Cos’è allora il nostro consistere qui e ora, di fronte alla luce, se non un inesausto trascorrere da presenza ad assenza, da apparire a scomparire delle cose? Ciò che si staglia davanti a noi non è mera luce, di cui l’ombra sarebbe solo la ‘negazione’! Siamo impastati di luce e di tenebra. Il nostro apparire è in uno ritrarsi immediato. Siamo l’oscillante presenza che vive solo di memoria e oblio.

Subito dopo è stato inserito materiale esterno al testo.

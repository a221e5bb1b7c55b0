//! VietQR payment QR generator.
//!
//! [`payload::PayloadEncoder`] builds the EMVCo Merchant Presented Mode string,
//! [`composer::Composer`] renders it and lays it out on an optional bank template
//! with an optional centered logo.

pub mod api;
pub mod assets;
pub mod composer;
pub mod config;
pub mod emv;
pub mod error;
pub mod payload;
pub mod qr;
pub mod vietqr;

pub use composer::{Composer, CompositionOptions};
pub use error::{VietQrError, VietQrResult};
pub use payload::{EncodingRequest, PayloadEncoder};
pub use vietqr::VietQrService;
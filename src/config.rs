use serde::{Deserialize, Serialize};
use std::env;
use std::path::PathBuf;

use crate::composer::{DEFAULT_LOGO_RATIO, DEFAULT_QR_SIZE};

#[derive(Debug, Clone, Serialize, Deserialize)]
pub struct Config {
    pub server: ServerConfig,
    pub vietqr: VietQrConfig,
}

#[derive(Debug, Clone, Serialize, Deserialize)]
pub struct ServerConfig {
    pub host: String,
    pub port: u16,
}

#[derive(Debug, Clone, Serialize, Deserialize)]
pub struct VietQrConfig {
    /// Directory holding templates and logos
    pub assets_dir: PathBuf,
    /// Template used for `style=template`
    pub template: String,
    pub qr_size: u32,
    pub logo_ratio: f64,
}

impl Default for Config {
    fn default() -> Self {
        Config {
            server: ServerConfig {
                host: "0.0.0.0".to_string(),
                port: 5000,
            },
            vietqr: VietQrConfig {
                assets_dir: PathBuf::from("assets"),
                template: "VietQR.png".to_string(),
                qr_size: DEFAULT_QR_SIZE,
                logo_ratio: DEFAULT_LOGO_RATIO,
            },
        }
    }
}

impl Config {
    pub fn load() -> anyhow::Result<Self> {
        let defaults = Config::default();

        let config = Config {
            server: ServerConfig {
                host: env::var("HOST").unwrap_or(defaults.server.host),
                port: env_parse("PORT", defaults.server.port),
            },
            vietqr: VietQrConfig {
                assets_dir: env::var("VIETQR_ASSETS_DIR")
                    .map(PathBuf::from)
                    .unwrap_or(defaults.vietqr.assets_dir),
                template: env::var("VIETQR_TEMPLATE").unwrap_or(defaults.vietqr.template),
                qr_size: env_parse("VIETQR_QR_SIZE", defaults.vietqr.qr_size),
                logo_ratio: env_parse("VIETQR_LOGO_RATIO", defaults.vietqr.logo_ratio),
            },
        };

        config.validate()?;

        Ok(config)
    }

    pub fn validate(&self) -> anyhow::Result<()> {
        if self.vietqr.qr_size == 0 {
            anyhow::bail!("QR size must be positive");
        }

        if !(self.vietqr.logo_ratio > 0.0 && self.vietqr.logo_ratio <= 1.0) {
            anyhow::bail!(
                "Logo ratio must be in (0, 1], got: {}",
                self.vietqr.logo_ratio
            );
        }

        if self.vietqr.template.is_empty() {
            anyhow::bail!("Template name must not be empty");
        }

        if !self.vietqr.assets_dir.is_dir() {
            log::warn!(
                "Assets directory {} does not exist, templates and logos will be skipped",
                self.vietqr.assets_dir.display()
            );
        }

        Ok(())
    }
}

fn env_parse<T: std::str::FromStr>(key: &str, default: T) -> T {
    env::var(key)
        .ok()
        .and_then(|v| v.trim().parse().ok())
        .unwrap_or(default)
}

#[cfg(test)]
mod tests {
    use super::*;

    #[test]
    fn defaults_are_valid() {
        let config = Config::default();
        assert!(config.validate().is_ok());
        assert_eq!(config.server.port, 5000);
        assert_eq!(config.vietqr.qr_size, 360);
        assert_eq!(config.vietqr.template, "VietQR.png");
    }

    #[test]
    fn rejects_bad_values() {
        let mut config = Config::default();
        config.vietqr.qr_size = 0;
        assert!(config.validate().is_err());

        let mut config = Config::default();
        config.vietqr.logo_ratio = 0.0;
        assert!(config.validate().is_err());

        config.vietqr.logo_ratio = 2.0;
        assert!(config.validate().is_err());
    }

    #[test]
    fn env_parse_falls_back_on_garbage() {
        assert_eq!(env_parse("VIETQR_TEST_UNSET_KEY", 42u16), 42);
    }
}
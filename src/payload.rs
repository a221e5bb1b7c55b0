use std::str::FromStr;

use rust_decimal::prelude::ToPrimitive;
use rust_decimal::Decimal;
use serde::{Deserialize, Serialize};

use crate::emv::{self, field};
use crate::error::VietQrResult;

/// VietQR registered GUID (NAPAS)
pub const VIETQR_GUID: &str = "A000000727";
/// Fast transfer to account number
pub const SERVICE_TO_ACCOUNT: &str = "QRIBFTTA";
/// ISO 4217 numeric code for VND
pub const CURRENCY_VND: &str = "704";
pub const COUNTRY_VN: &str = "VN";

const PAYLOAD_FORMAT_VERSION: &str = "01";
/// Dynamic (one-time) QR
const POINT_OF_INITIATION_DYNAMIC: &str = "12";

#[derive(Debug, Clone, Default, Serialize, Deserialize)]
pub struct EncodingRequest {
    pub bank_code: String,
    pub account: String,
    pub amount: Option<String>,
    pub description: Option<String>,
}

impl EncodingRequest {
    pub fn new(bank_code: impl Into<String>, account: impl Into<String>) -> Self {
        Self {
            bank_code: bank_code.into(),
            account: account.into(),
            amount: None,
            description: None,
        }
    }

    pub fn with_amount(mut self, amount: impl Into<String>) -> Self {
        self.amount = Some(amount.into());
        self
    }

    pub fn with_description(mut self, description: impl Into<String>) -> Self {
        self.description = Some(description.into());
        self
    }
}

/// Builds VietQR (EMVCo MPM) payload strings. Holds no state.
#[derive(Debug, Clone, Copy, Default)]
pub struct PayloadEncoder;

impl PayloadEncoder {
    pub fn new() -> Self {
        Self
    }

    /// Field order: header, 38, 53, [54], 58, [62], then `6304` and the CRC.
    pub fn build_payload(&self, request: &EncodingRequest) -> VietQrResult<String> {
        let mut payload = String::with_capacity(160);

        payload.push_str(&field(emv::TAG_PAYLOAD_FORMAT, PAYLOAD_FORMAT_VERSION)?);
        payload.push_str(&field(
            emv::TAG_POINT_OF_INITIATION,
            POINT_OF_INITIATION_DYNAMIC,
        )?);
        payload.push_str(&self.merchant_account(&request.bank_code, &request.account)?);
        payload.push_str(&field(emv::TAG_CURRENCY, CURRENCY_VND)?);

        match request.amount.as_deref().and_then(normalize_amount) {
            Some(amount) => payload.push_str(&field(emv::TAG_AMOUNT, &amount.to_string())?),
            None => {
                if let Some(raw) = &request.amount {
                    log::debug!("Amount {:?} is not a positive number, omitting tag 54", raw);
                }
            }
        }

        payload.push_str(&field(emv::TAG_COUNTRY, COUNTRY_VN)?);

        if let Some(description) = request.description.as_deref().filter(|d| !d.is_empty()) {
            let purpose = field(emv::TAG_PURPOSE, description)?;
            payload.push_str(&field(emv::TAG_ADDITIONAL_DATA, &purpose)?);
        }

        payload.push_str(emv::CRC_PREFIX);
        let crc = emv::checksum_hex(&payload);
        payload.push_str(&crc);

        Ok(payload)
    }

    /// Convenience wrapper over [`PayloadEncoder::build_payload`].
    pub fn build(
        &self,
        bank_code: &str,
        account: &str,
        amount: Option<&str>,
        description: Option<&str>,
    ) -> VietQrResult<String> {
        self.build_payload(&EncodingRequest {
            bank_code: bank_code.to_string(),
            account: account.to_string(),
            amount: amount.map(str::to_string),
            description: description.map(str::to_string),
        })
    }

    fn merchant_account(&self, bank_code: &str, account: &str) -> VietQrResult<String> {
        let beneficiary = format!(
            "{}{}",
            field(emv::TAG_BANK_BIN, bank_code)?,
            field(emv::TAG_ACCOUNT_NUMBER, account)?
        );

        let template = format!(
            "{}{}{}",
            field(emv::TAG_GUID, VIETQR_GUID)?,
            field(emv::TAG_BENEFICIARY, &beneficiary)?,
            field(emv::TAG_SERVICE_CODE, SERVICE_TO_ACCOUNT)?
        );

        field(emv::TAG_MERCHANT_ACCOUNT, &template)
    }
}

/// Parse a user supplied amount like `" 1,000.50 "` into whole dong.
///
/// Returns `None` when the input is not a number or is not positive after
/// truncation; the caller omits the amount field in that case.
pub fn normalize_amount(raw: &str) -> Option<u64> {
    let cleaned = raw.trim().replace(',', "");
    if cleaned.is_empty() {
        return None;
    }

    let value = Decimal::from_str(&cleaned).ok()?;
    if value <= Decimal::ZERO {
        return None;
    }

    value.trunc().to_u64().filter(|v| *v > 0)
}
// src/qr.rs
use base64::{engine::general_purpose, Engine as _};
use image::codecs::png::PngEncoder;
use image::{ImageBuffer, ImageEncoder, Rgba, RgbaImage};
use qrcode::{EcLevel, QrCode};

use crate::error::VietQrResult;

/// Pixels per QR module
pub const MODULE_SIZE: usize = 10;
/// Quiet zone in modules when the QR is shown without a template
pub const QUIET_ZONE: usize = 4;

const DARK: Rgba<u8> = Rgba([0, 0, 0, 255]);
const LIGHT: Rgba<u8> = Rgba([255, 255, 255, 255]);

#[derive(Debug, Clone, Default)]
pub struct QrService;

impl QrService {
    pub fn new() -> Self {
        Self
    }

    /// Render `data` at error correction level H.
    ///
    /// `with_border` adds the standard 4-module quiet zone; templates supply
    /// their own margin, so they get a borderless code.
    pub fn render(&self, data: &str, with_border: bool) -> VietQrResult<RgbaImage> {
        let code = QrCode::with_error_correction_level(data, EcLevel::H)?;

        let border = if with_border { QUIET_ZONE } else { 0 };
        let width = code.width();
        let img_size = ((width + 2 * border) * MODULE_SIZE) as u32;

        let mut img: RgbaImage = ImageBuffer::from_pixel(img_size, img_size, LIGHT);

        for y in 0..width {
            for x in 0..width {
                if code[(x, y)] != qrcode::Color::Dark {
                    continue;
                }
                let px0 = ((border + x) * MODULE_SIZE) as u32;
                let py0 = ((border + y) * MODULE_SIZE) as u32;
                for dy in 0..MODULE_SIZE as u32 {
                    for dx in 0..MODULE_SIZE as u32 {
                        img.put_pixel(px0 + dx, py0 + dy, DARK);
                    }
                }
            }
        }

        log::debug!(
            "Rendered QR: {} modules, border {}, {}x{} px",
            width,
            border,
            img_size,
            img_size
        );

        Ok(img)
    }

    pub fn encode_png(&self, img: &RgbaImage) -> VietQrResult<Vec<u8>> {
        let mut png_bytes = Vec::new();
        let encoder = PngEncoder::new(&mut png_bytes);
        encoder.write_image(
            img.as_raw(),
            img.width(),
            img.height(),
            image::ColorType::Rgba8,
        )?;
        Ok(png_bytes)
    }

    /// PNG bytes as a `data:image/png;base64,...` URL
    pub fn to_data_url(&self, png_bytes: &[u8]) -> String {
        let base64_string = general_purpose::STANDARD.encode(png_bytes);
        format!("data:image/png;base64,{}", base64_string)
    }
}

La malinconia non è altro che trascinarsi dimentichi della bellezza che pure ci sorrise poco fa. E che cos’è memoria se non la presenza a noi della lunga traccia delle cose, di un profumo che resta nell’aria, di fattezze e di ombre, di schegge vibranti e di tenue penombra, quando non il tuono che sconquassa la superficie e ci spaventa e ci abbatte? e sta lì a ricordarci che non di astratte simmetrie e armonie nascoste e proporzione e misura è fatta la cosa?

E se la cosa è persona, vivente persona, che si avvicina a noi per allontanarsi subito dopo, cosa ci sarà concesso se non che quella presenza si fermi per noi ancora un po’, magari che si installi presso di noi, nella nostra casa, nel nostro cuore, per rendere meno doloroso il tempo della necessaria lontananza, dell’assenza, della mancanza, quando non del distacco o della perdita?

Cosa vive della vivente presenza dell’altro presso di noi oltre alla viva presenza se non avremo imparato a far durare l’incanto dei giorni nei simulacri della nostra mente e nei fantasmi del nostro cuore? se non sentiremo più risuonare una voce, apparire l’immagine viva della creatura, trascorrere davanti a noi file di continuità che valgano a ingannare la Morte e a far durare per sempre un Volto, finalmente?

Cos’è volto, in fondo, se non il mito vivente che ci costruiamo giorno dopo giorno, facendo di una faccia un volto e di un giorno una serie di giorni e dei volti e dei giorni una storia, una biografia, che potremo scrivere solo noi?

A chi chiederemo compassione e conforto per i nostri giorni vuoti, se non avremo creato dal fondo di tutte le cose che ci sono più care luce e ombra, perché è di quest’ultima che vive nascostamente ciò che appare a noi e che non appare mai invano?